O sócio da Cuatrecasas, Rui Vaz Pereira, afirmou que com a pandemia a litigiosidade laboral cresceu e garantiu que só não aumentou mais devido aos apoios concedidos às empresas, como o lay-off.
Rui Vaz Pereira, sócio da área de laboral da Cuatrecasas, esteve à conversa com a Advocatus e sublinhou que hoje percebe que um bom advogado, para além de ter de ser uma referência em termos técnico-jurídicos, tem de ser um bom gestor, quer a nível económico quer ao de recursos humanos.
Afirmou que com a pandemia a litigiosidade laboral cresceu e garantiu que só não aumentou mais devido aos apoios concedidos às empresas, como o lay-off. Segundo Rui Vaz Pereira, o sócio não é uma “figura esfíngica”, mas antes “alguém de carne e osso”.
Integrou a Cuatrecasas em 2006. Como têm sido estes 15 anos ao serviço da sociedade?
Quando integrei a Cuatrecasas em 2006, como estagiário, aquilo que mais me atraiu na sociedade foi a extraordinária qualidade – técnica e humana – das pessoas que a compunham e a aposta no crescimento orgânico. Por isso, se me perguntassem há 15 anos se imaginava a possibilidade de chegar a sócio, teria respondido que sim. É essa a mensagem que gosto de transmitir aos advogados mais novos: a de que neste escritório, com dedicação e a mentalidade certa, podem fazer carreira e atingir os patamares que pretendem. Nestes 15 anos vi a Cuatrecasas crescer muito a todos os níveis, tornando-se cada vez mais uma referência nacional e internacional no mercado da advocacia, sempre com o foco nos nossos clientes. Tem sido um percurso bastante exigente, mas também extremamente rico em termos pessoais e profissionais, porque tive a oportunidade de trabalhar com advogados extraordinários e em assuntos complexos, nos quais me foi sendo dada cada vez mais autonomia.
Em abril assumiu o cargo de sócio da firma. Como está a correr este novo desafio?

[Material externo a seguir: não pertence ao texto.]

//! Token/Token Exchange (MetaDEx)
//!
//! Per-trading-pair order books with deterministic matching. Orders are kept
//! best-price-first with (block, tx-index) tie-breaks; prices are exact
//! rationals compared by cross multiplication, never floats. Matching uses
//! the resting order's price. Both ecosystems trade, but never with each
//! other.

use std::cmp::Ordering;
use std::collections::BTreeMap;

use serde::{Deserialize, Serialize};

use crate::types::{Address, Amount, BlockHeight, PropertyId, TxHash};

/// A resting order.
#[derive(Debug, Clone, PartialEq, Eq, Serialize, Deserialize)]
pub struct Order {
    pub address: Address,
    pub block: BlockHeight,
    pub idx: u32,
    pub txid: TxHash,
    pub property_for_sale: PropertyId,
    pub property_desired: PropertyId,
    /// Original amounts; together they are the price and stay fixed.
    pub amount_for_sale: Amount,
    pub amount_desired: Amount,
    /// For-sale units still in the book (backed by the metadex reserve).
    pub amount_remaining: Amount,
}

impl Order {
    /// The desired units this order still wants, at its own price, rounded
    /// up in the maker's favor.
    pub fn still_wants(&self) -> Amount {
        ceil_mul_div(
            self.amount_remaining,
            self.amount_desired,
            self.amount_for_sale,
        )
    }

    /// Unit-price ordering: desired/for_sale ascending, then block, then
    /// tx-index. Lower is a better price for the counterparty.
    fn book_cmp(&self, other: &Order) -> Ordering {
        let lhs = i128::from(self.amount_desired) * i128::from(other.amount_for_sale);
        let rhs = i128::from(other.amount_desired) * i128::from(self.amount_for_sale);
        lhs.cmp(&rhs)
            .then(self.block.cmp(&other.block))
            .then(self.idx.cmp(&other.idx))
    }
}

/// One executed match.
#[derive(Debug, Clone, PartialEq, Eq)]
pub struct Match {
    pub maker: Order,
    /// Units of the taker's for-sale property delivered to the maker.
    pub taker_paid: Amount,
    /// Units of the maker's for-sale property delivered to the taker.
    pub taker_received: Amount,
    /// Whether the maker order was fully filled and removed.
    pub maker_filled: bool,
    /// Reserve returned to the maker when its remainder became too small to
    /// trade and the order was dropped from the book.
    pub maker_refund: Amount,
}

#[inline]
fn ceil_mul_div(a: Amount, b: Amount, c: Amount) -> Amount {
    debug_assert!(c > 0);
    let num = i128::from(a) * i128::from(b);
    let den = i128::from(c);
    ((num + den - 1) / den) as Amount
}

#[inline]
fn floor_mul_div(a: Amount, b: Amount, c: Amount) -> Amount {
    debug_assert!(c > 0);
    (i128::from(a) * i128::from(b) / i128::from(c)) as Amount
}

// =============================================================================
// BOOK
// =============================================================================

/// All order books, keyed by (for-sale, desired) pair.
#[derive(Debug, Clone, Default, Serialize, Deserialize)]
pub struct MetaDexBook {
    books: BTreeMap<(PropertyId, PropertyId), Vec<Order>>,
}

impl MetaDexBook {
    pub fn new() -> Self {
        Self::default()
    }

    /// Insert a residual order into its book, keeping best-price-first
    /// order.
    pub fn insert(&mut self, order: Order) {
        let book = self
            .books
            .entry((order.property_for_sale, order.property_desired))
            .or_default();
        let pos = book
            .binary_search_by(|resting| resting.book_cmp(&order))
            .unwrap_or_else(|pos| pos);
        book.insert(pos, order);
    }

    /// Match a new order against the opposite book.
    ///
    /// The opposite book sells what the taker desires. A resting order
    /// matches while its price does not exceed the taker's; amounts exchange
    /// at the resting order's price, rounding against the taker. Returns the
    /// executed matches and the taker's unfilled remainder (which the caller
    /// inserts via [`insert`] if non-zero).
    pub fn match_order(&mut self, taker: &Order) -> (Vec<Match>, Amount) {
        let mut remaining = taker.amount_remaining;
        let mut matches = Vec::new();

        let pair = (taker.property_desired, taker.property_for_sale);
        let book = match self.books.get_mut(&pair) {
            Some(book) => book,
            None => return (matches, remaining),
        };

        while remaining > 0 && !book.is_empty() {
            let maker = &book[0];
            // the taker offers `amount_for_sale` X for `amount_desired` Y;
            // the maker asks `amount_desired` X for `amount_for_sale` Y.
            // trade iff maker price ≤ taker price:
            //   maker.desired / maker.for_sale ≤ taker.for_sale / taker.desired
            let lhs = i128::from(maker.amount_desired) * i128::from(taker.amount_desired);
            let rhs = i128::from(maker.amount_for_sale) * i128::from(taker.amount_for_sale);
            if lhs > rhs {
                break; // best price already too high
            }

            let maker_wants = book[0].still_wants();
            if maker_wants <= 0 {
                // dust remainder that can no longer buy a unit; drop it
                let maker = book.remove(0);
                let maker_refund = maker.amount_remaining;
                matches.push(Match {
                    maker,
                    taker_paid: 0,
                    taker_received: 0,
                    maker_filled: true,
                    maker_refund,
                });
                continue;
            }

            let paid = remaining.min(maker_wants);
            let received = if paid == maker_wants {
                book[0].amount_remaining
            } else {
                floor_mul_div(
                    paid,
                    book[0].amount_for_sale,
                    book[0].amount_desired,
                )
            };
            if received <= 0 {
                break; // taker's remainder cannot buy a single unit
            }

            remaining -= paid;
            let maker_filled = paid == maker_wants;
            let maker_snapshot = if maker_filled {
                book.remove(0)
            } else {
                book[0].amount_remaining -= received;
                book[0].clone()
            };
            matches.push(Match {
                maker: maker_snapshot,
                taker_paid: paid,
                taker_received: received,
                maker_filled,
                maker_refund: 0,
            });
        }

        (matches, remaining)
    }

    /// Remove this address's orders on one pair at exactly the given price.
    pub fn cancel_at_price(
        &mut self,
        address: &Address,
        property_for_sale: PropertyId,
        amount_for_sale: Amount,
        property_desired: PropertyId,
        amount_desired: Amount,
    ) -> Vec<Order> {
        self.cancel_where(|order| {
            order.address == *address
                && order.property_for_sale == property_for_sale
                && order.property_desired == property_desired
                && i128::from(order.amount_desired) * i128::from(amount_for_sale)
                    == i128::from(amount_desired) * i128::from(order.amount_for_sale)
        })
    }

    /// Remove this address's orders on one pair at any price.
    pub fn cancel_pair(
        &mut self,
        address: &Address,
        property_for_sale: PropertyId,
        property_desired: PropertyId,
    ) -> Vec<Order> {
        self.cancel_where(|order| {
            order.address == *address
                && order.property_for_sale == property_for_sale
                && order.property_desired == property_desired
        })
    }

    /// Remove every order of this address within one ecosystem.
    pub fn cancel_ecosystem(
        &mut self,
        address: &Address,
        ecosystem: crate::types::Ecosystem,
    ) -> Vec<Order> {
        self.cancel_where(|order| {
            order.address == *address
                && crate::types::Ecosystem::of(order.property_for_sale) == ecosystem
        })
    }

    fn cancel_where<F: Fn(&Order) -> bool>(&mut self, predicate: F) -> Vec<Order> {
        let mut removed = Vec::new();
        for book in self.books.values_mut() {
            let mut i = 0;
            while i < book.len() {
                if predicate(&book[i]) {
                    removed.push(book.remove(i));
                } else {
                    i += 1;
                }
            }
        }
        self.books.retain(|_, book| !book.is_empty());
        removed
    }

    /// Deterministic iteration over every resting order, pair-major then
    /// best-price-first.
    pub fn iter(&self) -> impl Iterator<Item = &Order> {
        self.books.values().flatten()
    }

    /// Orders on one book, best-price-first.
    pub fn book(
        &self,
        property_for_sale: PropertyId,
        property_desired: PropertyId,
    ) -> &[Order] {
        self.books
            .get(&(property_for_sale, property_desired))
            .map(|v| v.as_slice())
            .unwrap_or(&[])
    }

    pub fn clear(&mut self) {
        self.books.clear();
    }
}

// =============================================================================
// TESTS
// =============================================================================
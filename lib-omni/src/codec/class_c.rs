//! Class-C Payload Encoding
//!
//! The preferred encoding: a single data-only output whose bytes are the
//! two-byte protocol marker followed by the raw payload.

use crate::host::{HostTransaction, Script, TxOutput};

/// The protocol marker, bit-exact.
pub const MARKER: [u8; 2] = [0x6f, 0x6d];

/// Host policy bound on data-carrier outputs (marker + payload).
pub const MAX_DATA_CARRIER_SIZE: usize = 80;

/// Whether a payload of this size fits a Class-C output.
pub fn fits_class_c(payload_len: usize) -> bool {
    MARKER.len() + payload_len <= MAX_DATA_CARRIER_SIZE
}

/// Build the data-only output embedding `payload`.
///
/// Callers must check [`fits_class_c`] first; oversized payloads fall back
/// to Class B.
pub fn encode(payload: &[u8]) -> TxOutput {
    let mut data = Vec::with_capacity(MARKER.len() + payload.len());
    data.extend_from_slice(&MARKER);
    data.extend_from_slice(payload);
    TxOutput {
        value: 0,
        script: Script::NullData(data),
    }
}

/// Locate and extract a Class-C payload: the first data-only output carrying
/// the marker. Returns the payload bytes and the output index.
pub fn extract(tx: &HostTransaction) -> Option<(Vec<u8>, u32)> {
    for (vout, output) in tx.outputs.iter().enumerate() {
        if let Script::NullData(data) = &output.script {
            if data.len() <= MAX_DATA_CARRIER_SIZE && data.starts_with(&MARKER) {
                return Some((data[MARKER.len()..].to_vec(), vout as u32));
            }
        }
    }
    None
}

#[cfg(test)]
mod tests {
    use super::*;
    use crate::types::TxHash;

    fn tx_with_outputs(outputs: Vec<TxOutput>) -> HostTransaction {
        HostTransaction {
            txid: TxHash::new([1; 32]),
            inputs: vec![],
            outputs,
        }
    }

    #[test]
    fn roundtrip() {
        let payload = vec![0x00, 0x00, 0x00, 0x00, 0x00, 0x00, 0x00, 0x1f, 0xff];
        let tx = tx_with_outputs(vec![encode(&payload)]);
        let (extracted, vout) = extract(&tx).unwrap();
        assert_eq!(extracted, payload);
        assert_eq!(vout, 0);
    }

    #[test]
    fn marker_is_required() {
        let tx = tx_with_outputs(vec![TxOutput {
            value: 0,
            script: Script::NullData(vec![0x6f, 0x00, 0x01]),
        }]);
        assert!(extract(&tx).is_none());
    }

    #[test]
    fn first_marked_output_wins() {
        let tx = tx_with_outputs(vec![
            TxOutput {
                value: 1000,
                script: Script::PubKeyHash(crate::types::Address::new("1A")),
            },
            encode(&[0x01]),
            encode(&[0x02]),
        ]);
        let (payload, vout) = extract(&tx).unwrap();
        assert_eq!(payload, vec![0x01]);
        assert_eq!(vout, 1);
    }

    #[test]
    fn oversized_output_is_ignored() {
        let payload = vec![0xaa; MAX_DATA_CARRIER_SIZE]; // marker pushes it over
        let mut data = MARKER.to_vec();
        data.extend_from_slice(&payload);
        let tx = tx_with_outputs(vec![TxOutput {
            value: 0,
            script: Script::NullData(data),
        }]);
        assert!(extract(&tx).is_none());
        assert!(!fits_class_c(payload.len()));
        assert!(fits_class_c(MAX_DATA_CARRIER_SIZE - MARKER.len()));
    }
}
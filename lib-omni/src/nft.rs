//! Non-Fungible Token Range Store
//!
//! Contiguous ranges of unique token ids per property, grouped by record
//! kind. Ownership moves split and coalesce ranges so that, per property and
//! kind, stored ranges stay disjoint and no two adjacent ranges carry the
//! same value.
//!
//! Every mutation records the key's pre-image into a per-block cache; the
//! cache is flushed under a rollback key at end-of-block so a reorg can
//! replay the pre-images in reverse.

use std::collections::BTreeMap;

use thiserror::Error;

use lib_store::{keys, StoreError, Table, WriteBatch};

use crate::types::{Address, Amount, BlockHeight, PropertyId};

const PREFIX_RANGE: u8 = b'r';
const PREFIX_ROLLBACK: u8 = b'H';

/// NFT store error
#[derive(Debug, Error)]
pub enum NftError {
    #[error(transparent)]
    Store(#[from] StoreError),

    #[error("malformed range key")]
    BadKey,
}

pub type NftResult<T> = Result<T, NftError>;

/// Record kinds stored per (property, range).
#[derive(Debug, Clone, Copy, PartialEq, Eq, PartialOrd, Ord)]
pub enum NftDataKind {
    /// Range → owning address.
    RangeIndex,
    /// Range → issuer-writable data.
    IssuerData,
    /// Range → holder-writable data.
    HolderData,
    /// Range → data attached at grant time.
    GrantData,
}

impl NftDataKind {
    fn byte(self) -> u8 {
        match self {
            NftDataKind::RangeIndex => 1,
            NftDataKind::IssuerData => 2,
            NftDataKind::HolderData => 3,
            NftDataKind::GrantData => 4,
        }
    }

    fn from_byte(b: u8) -> Option<Self> {
        match b {
            1 => Some(NftDataKind::RangeIndex),
            2 => Some(NftDataKind::IssuerData),
            3 => Some(NftDataKind::HolderData),
            4 => Some(NftDataKind::GrantData),
            _ => None,
        }
    }
}

/// A decoded range key.
#[derive(Debug, Clone, Copy, PartialEq, Eq)]
struct RangeKey {
    property: PropertyId,
    kind: NftDataKind,
    start: i64,
    end: i64,
}
//! Send To Owners: proportional broadcast distribution with the per-recipient
//! transfer fee paid in the ecosystem's protocol token.

use crate::context::{CoreContext, CoreError, CoreResult};
use crate::interpreter::{Outcome, ValidOutcome};
use crate::parser::MetaTx;
use crate::reason::Reject;
use crate::sto::distribution_receivers;
use crate::types::{Amount, Bucket, Ecosystem, PropertyId};

impl CoreContext {
    pub(crate) fn exec_send_to_owners(
        &mut self,
        tx: &MetaTx,
        property: PropertyId,
        amount: Amount,
        distribution_property: PropertyId,
    ) -> CoreResult<Outcome> {
        if amount <= 0 {
            return Ok(Err(Reject::StoAmountInvalid));
        }
        if !self.dbs.registry.has(property)? {
            return Ok(Err(Reject::StoPropertyNotFound));
        }
        if !self.dbs.registry.has(distribution_property)? {
            return Ok(Err(Reject::StoPropertyNotFound));
        }
        if self.sender_frozen(&tx.sender, property, tx.block) {
            return Ok(Err(Reject::StoFrozenSender));
        }
        if !self
            .state
            .tally
            .can_debit(&tx.sender, property, amount, Bucket::Available)
        {
            return Ok(Err(Reject::StoInsufficientBalance));
        }

        // holders are snapshotted before any mutation of this transaction
        let receivers =
            distribution_receivers(&self.state.tally, distribution_property, &tx.sender, amount);
        if receivers.is_empty() {
            return Ok(Err(Reject::StoNoOtherOwners));
        }

        // transfer fee: one base unit of the protocol token per recipient
        let fee_token = Ecosystem::of(property).protocol_token();
        let fee = receivers.len() as Amount;
        if !self
            .state
            .tally
            .can_debit(&tx.sender, fee_token, fee, Bucket::Available)
        {
            return Ok(Err(Reject::StoInsufficientBalance));
        }

        let exodus = self.params.exodus_address.clone();
        self.transfer(&tx.sender, &exodus, fee_token, fee)?;

        let mut distributed: Amount = 0;
        for (recipient, share) in &receivers {
            self.state
                .tally
                .debit(&tx.sender, property, *share, Bucket::Available)
                .map_err(|e| CoreError::Inconsistency(e.to_string()))?;
            self.state
                .tally
                .credit(recipient, property, *share, Bucket::Available)
                .map_err(|e| CoreError::Inconsistency(e.to_string()))?;
            distributed += share;
            self.dbs
                .stolist
                .record_receive(&tx.txid, recipient, tx.block, property, *share)?;
        }

        tracing::info!(
            txid = %tx.txid,
            sender = %tx.sender,
            property,
            amount,
            distributed,
            recipients = receivers.len(),
            fee,
            "send to owners"
        );
        Ok(Ok(ValidOutcome::amount(amount)))
    }
}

Tem sido um ano muito desafiante, com a passagem a sócio em abril e com a passagem a coordenador do departamento de direito laboral a partir de julho. Na Cuatrecasas somos preparados desde cedo para desenvolver ao máximo as nossas capacidades enquanto advogados, pelo que, em certa medida, a passagem a sócio foi um passo natural nessa evolução. É claro que existem aspetos relativamente aos quais tenho de dedicar mais atenção agora que sou sócio e esses têm a sua curva de aprendizagem. Contudo, tenho a sorte de poder contar com o apoio dos meus sócios, com um departamento fantástico e com uma organização incansável, o que sem dúvida me tem ajudado bastante.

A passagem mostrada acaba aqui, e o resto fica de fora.